The compile option is:
-march=armv8.6-a+sve+sve2+sme -rtlib=compiler-rt -fopenmp
#include <arm_sve.h>
#include <iostream>
#include <arm_sme.h>
#include <math.h>
#include <time.h>
#include <sys/time.h>
#include <pthread.h>
const int M = 3456;
const int N = 3456;
const int K = 3456;
const int align_len = 64;
const int c_align_len = 64;
const int blk_sizei = 128;
const int blk_sizej = 64;
const int blk_sizek = 128;
__attribute__((noinline)) __arm_new("za") void gemmSME(double* matA,
double* matB, double* matC, int M, int N, int K, double alpha) __arm_streaming
{
/* 2x4 tiles*/
svbool_t pci = svwhilelt_b64_u32(0, 8);
#pragma omp parallel for num_threads(32)
for(int ci =0;ci< 8;ci++)
{
//__asm__ volatile("smstart sm");
//__asm__ volatile("smstart za");
svld1_hor_za64(0, ci, pci, matC + (ci)*N + (8*0));
svld1_hor_za64(1, ci, pci, matC + (ci)*N + (8*1));
svld1_hor_za64(2, ci, pci, matC + (ci)*N + (8*2));
svld1_hor_za64(3, ci, pci, matC + (ci)*N + (8*3));
//__asm__ volatile("smstop sm");
//__asm__ volatile("smstop za");
}
}
int main() __arm_streaming
{
double* A = (double*)aligned_alloc(align_len,sizeof(double) * M * K);
double* B = (double*)aligned_alloc(align_len,sizeof(double) * K * N);
double* C = (double*)aligned_alloc(c_align_len,sizeof(double) * M * N);
double* A2 = (double*)aligned_alloc(align_len,sizeof(double) * M * K);
double* B2 = (double*)aligned_alloc(align_len,sizeof(double) * K * N);
double* C2 = (double*)aligned_alloc(c_align_len,sizeof(double) * M * N);
int num_threads = 1;
double alpha = 1.0;
// SME gemm
gemmSME(A, B, C, M, N, K, alpha);
}
Under llvm18, I found out that it was because the streaming mode attribute was missing in the outlined function by openmp.
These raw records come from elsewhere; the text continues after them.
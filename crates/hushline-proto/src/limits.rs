//! Size and paging limits shared by client and server.

/// Maximum encoded frame size (5 MiB).
pub const MAX_FRAME_SIZE: usize = 5 * 1024 * 1024;

/// Page size used when a request does not specify one.
pub const DEFAULT_PAGE_SIZE: u32 = 100;

/// Largest page a single query may return.
pub const MAX_PAGE_SIZE: u32 = 100;

/// Longest plaintext message, in characters.
pub const MAX_PLAINTEXT_CHARS: usize = 10_000;

/// Longest encoded envelope field the relay accepts.
pub const MAX_ENVELOPE_FIELD: usize = 64 * 1024;
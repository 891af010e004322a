//! Storage error types.

use thiserror::Error;

/// Errors from a storage backend.
#[derive(Error, Debug, Clone, PartialEq, Eq)]
pub enum StorageError {
    /// Backend I/O failure (disk, transaction, lock).
    ///
    /// May be transient. The operation had no effect.
    #[error("storage I/O error: {0}")]
    Io(String),

    /// A stored record could not be encoded or decoded.
    ///
    /// Indicates corruption or a format change. Not transient.
    #[error("serialization error: {0}")]
    Serialization(String),

    /// No envelope with this id
    #[error("envelope {message_id} not found")]
    EnvelopeNotFound {
        /// Requested id
        message_id: u64,
    },
}

impl StorageError {
    /// Returns true if retrying the same operation may succeed.
    pub fn is_transient(&self) -> bool {
        matches!(self, Self::Io(_))
    }
}
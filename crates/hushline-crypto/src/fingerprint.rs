//! Public key fingerprints for out-of-band identity verification.

use std::fmt;

use sha2::{Digest, Sha256};

use crate::keypair::PublicKey;

/// Lowercase hex SHA-256 of a key's canonical DER encoding.
///
/// Computed over the decoded key rather than its text form, so two uploads of
/// the same key that differ only in whitespace or armor share a fingerprint.
#[derive(Debug, Clone, PartialEq, Eq, Hash, PartialOrd, Ord)]
pub struct Fingerprint(String);

impl Fingerprint {
    /// Fingerprint of a public key.
    pub fn of(key: &PublicKey) -> Self {
        let digest = Sha256::digest(key.to_spki_der());
        Self(hex::encode(digest))
    }

    /// Hex string.
    pub fn as_str(&self) -> &str {
        &self.0
    }

    /// Consume into the hex string.
    pub fn into_string(self) -> String {
        self.0
    }
}

impl fmt::Display for Fingerprint {
    fn fmt(&self, f: &mut fmt::Formatter<'_>) -> fmt::Result {
        f.write_str(&self.0)
    }
}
So I inserted handwritten assembly before and after the openmp loop to turn on streaming mode:
__asm__ volatile("smstop sm");
__asm__ volatile("smstop za");
and
__asm__ volatile("smstop sm");
__asm__ volatile("smstop za");
and the code is executed correctly.
I am wondering is anything missing when sme combined with openmp.